Sail – Duo de pirates contre Krakens et tempêtes

Les œuvres d’auteurs nippons suscitent ma curiosité : souvent minimalistes (Deep Sea Adventure), parfois taquins (Insider) et au game design parfois remarquable (Scout). La culture et le savoir-faire ludique du Japon méritent le coup d’œil.

Sail, imaginé par Akiyama Koryo & Kozu Yusei (auteurs japonais donc) et illustré par Weberson Santiago (La Famiglia) est une réédition (nouveau jeu, nouveau thème) de leur précédent jeu Hameln Cave. Paru en 2023 chez Allplay (USA), il a été édité en français par la même maison en 2024.

Sail est un jeu de plis coopératif pour deux joueurs. Depuis The Crew, le gagnant du Kennerspiel des Jahres (littéralement « jeu pour connaisseurs ») 2020, le concept des jeux de plis coopératifs a la côte et montre son potentiel. The Gang (le Just Played) en est un bon exemple. Mais Sail profite aussi d’une seconde vague de « hype » : celle des jeux coopératifs à deux joueurs, bien enclenchée, notamment depuis Sky Team (le Just Played), gagnant du prestigieux Spiel des Jahres 2024. Alors, Sail a-t-il le potentiel de surfer habilement sur ces vagues, ou de couler comme une enclume ? Nous allons essayer de tirer ça au clair !

 

 

Des plis, des vagues, un Kraken

Dans Sail, vous devrez faire naviguer un navire pirate à travers des eaux périlleuses, sous la menace du légendaire Kraken qui vous attaquera régulièrement. Le navire devra sortir indemne par l’extrémité Est du plateau. Le jeu est basé sur le principe du tir à la corde : le gagnant d’un pli attire le bateau de son côté du plateau. Les cases de celui-ci étant des losanges, attirer le bateau vers vous le fait par la même occasion avancer un peu, permettant ainsi de manœuvrer pour simultanément avancer et éviter des obstacles. Il faudra donc bien organiser ses tours de jeu, dans un contexte de communication limitée, car il n’est pas permis de donner des informations sur sa main de cartes.

 

 

Le système de pli est d’apparence classique. Lorsqu’à son tour de jeu votre coéquipier appelle une couleur (il y en a trois), vous devrez suivre la couleur sans forcément monter la valeur, ou bien vous défausser d’une carte.

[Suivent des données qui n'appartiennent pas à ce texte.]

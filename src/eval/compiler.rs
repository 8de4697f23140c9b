//! Lowers expression trees to trees of evaluator closures.
//!
//! Each node becomes exactly one closure that owns its compiled children, so
//! a policy is walked once at compile time and never re-matched per request.

use crate::ast::Expr;
use crate::error::EvalError;
use crate::types::Value;

use super::{Environment, ops};

/// A compiled expression.
pub type Evaluator = Box<dyn Fn(&Environment<'_>) -> Result<Value, EvalError> + Send + Sync>;

fn boxed<F>(f: F) -> Evaluator
where
    F: Fn(&Environment<'_>) -> Result<Value, EvalError> + Send + Sync + 'static,
{
    Box::new(f)
}

fn compile_all(exprs: &[Expr]) -> Vec<Evaluator> {
    exprs.iter().map(compile).collect()
}

pub fn compile(expr: &Expr) -> Evaluator {
    match expr {
        Expr::Value(v) => {
            let v = v.clone();
            boxed(move |_| Ok(v.clone()))
        }
        Expr::Var(var) => {
            let var = *var;
            boxed(move |env| Ok(env.var(var).clone()))
        }
        Expr::Error(err) => {
            let err = err.clone();
            boxed(move |_| Err(err.clone()))
        }
        Expr::Unary { op, arg } => {
            let op = *op;
            let arg = compile(arg);
            boxed(move |env| ops::unary(op, &arg(env)?))
        }
        Expr::Binary { op, lhs, rhs } => {
            let op = *op;
            let (lhs, rhs) = (compile(lhs), compile(rhs));
            boxed(move |env| {
                let l = lhs(env)?;
                let r = rhs(env)?;
                ops::binary(op, &l, &r, env)
            })
        }
        Expr::And { lhs, rhs } => {
            let (lhs, rhs) = (compile(lhs), compile(rhs));
            boxed(move |env| {
                let l = lhs(env)?;
                if !l.as_bool()? {
                    return Ok(l);
                }
                let r = rhs(env)?;
                r.as_bool()?;
                Ok(r)
            })
        }
        Expr::Or { lhs, rhs } => {
            let (lhs, rhs) = (compile(lhs), compile(rhs));
            boxed(move |env| {
                let l = lhs(env)?;
                if l.as_bool()? {
                    return Ok(l);
                }
                let r = rhs(env)?;
                r.as_bool()?;
                Ok(r)
            })
        }
        Expr::If {
            cond,
            then_expr,
            else_expr,
        } => {
            let cond = compile(cond);
            let (then_expr, else_expr) = (compile(then_expr), compile(else_expr));
            boxed(move |env| {
                if cond(env)?.as_bool()? {
                    then_expr(env)
                } else {
                    else_expr(env)
                }
            })
        }
        Expr::GetAttr { expr, attr } => {
            let (inner, attr) = (compile(expr), attr.clone());
            boxed(move |env| ops::get_attr(&inner(env)?, &attr, env))
        }
        Expr::HasAttr { expr, attr } => {
            let (inner, attr) = (compile(expr), attr.clone());
            boxed(move |env| ops::has_attr(&inner(env)?, &attr, env).map(Value::Bool))
        }
        Expr::Like { expr, pattern } => {
            let (inner, pattern) = (compile(expr), pattern.clone());
            boxed(move |env| ops::like(&inner(env)?, &pattern).map(Value::Bool))
        }
        Expr::Is { expr, entity_type } => {
            let (inner, entity_type) = (compile(expr), entity_type.clone());
            boxed(move |env| ops::is_entity_type(&inner(env)?, &entity_type).map(Value::Bool))
        }
        Expr::IsIn {
            expr,
            entity_type,
            target,
        } => {
            let (inner, entity_type) = (compile(expr), entity_type.clone());
            let target = compile(target);
            boxed(move |env| {
                let subject = inner(env)?;
                if !ops::is_entity_type(&subject, &entity_type)? {
                    return Ok(Value::Bool(false));
                }
                ops::is_in(&subject, &target(env)?, env).map(Value::Bool)
            })
        }
        Expr::Set(items) => {
            let items = compile_all(items);
            boxed(move |env| {
                let values = items
                    .iter()
                    .map(|item| item(env))
                    .collect::<Result<Vec<_>, _>>()?;
                Ok(Value::set(values))
            })
        }
        Expr::Record(fields) => {
            let fields: Vec<(String, Evaluator)> = fields
                .iter()
                .map(|(key, value)| (key.clone(), compile(value)))
                .collect();
            boxed(move |env| {
                let values = fields
                    .iter()
                    .map(|(key, value)| Ok((key.clone(), value(env)?)))
                    .collect::<Result<Vec<_>, EvalError>>()?;
                Ok(ops::record(values))
            })
        }
        Expr::Call { func, args } => {
            let func = *func;
            let args = compile_all(args);
            boxed(move |env| {
                func.check_arity(args.len())?;
                let values = args
                    .iter()
                    .map(|arg| arg(env))
                    .collect::<Result<Vec<_>, _>>()?;
                func.apply(&values)
            })
        }
    }
}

Chaque carte comporte un symbole (une roue, un canon, le kraken, ou une sirène). La combinaison des symboles des deux cartes du pli est centrale dans le jeu : elle déterminera l’action que fera le bateau. Celles-ci sont nombreuses. Par exemple, se déplacer vers le joueur remportant le pli, ou en ligne droite, ou bien subir une attaque du Kraken, ou encore l’attaquer. Cette dernière permet d’ajouter des cartes dans le paquet du Kraken, afin d’éviter qu’elle ne se vide et perdre ainsi la partie. À chaque pli, le choix tactique sera globalement porté sur le dilemme : « fait-on avancer le navire, ou bien doit-on plutôt attaquer le Kraken ? ».

 

Si un symbole Kraken se glisse dans le pli, vous pourrez le subir ou bien l’attaquer en fonction de la carte jouée en face.

 

La partie se divise en manches successives jusqu’à rencontrer une condition de victoire ou de défaite. Entre chaque manche, le Kraken vous attaquera. Il est matérialisé par un petit deck de cartes à faibles valeurs et portant le (non souhaité) symbole du Kraken. À chaque attaque, on piochera une de ses cartes pour l’ajouter à notre défausse et ainsi la « pourrir ». Si l’on vient à épuiser ce deck, c’est fini ! À l’inverse, on gagnera en atteignant la tuile sortie.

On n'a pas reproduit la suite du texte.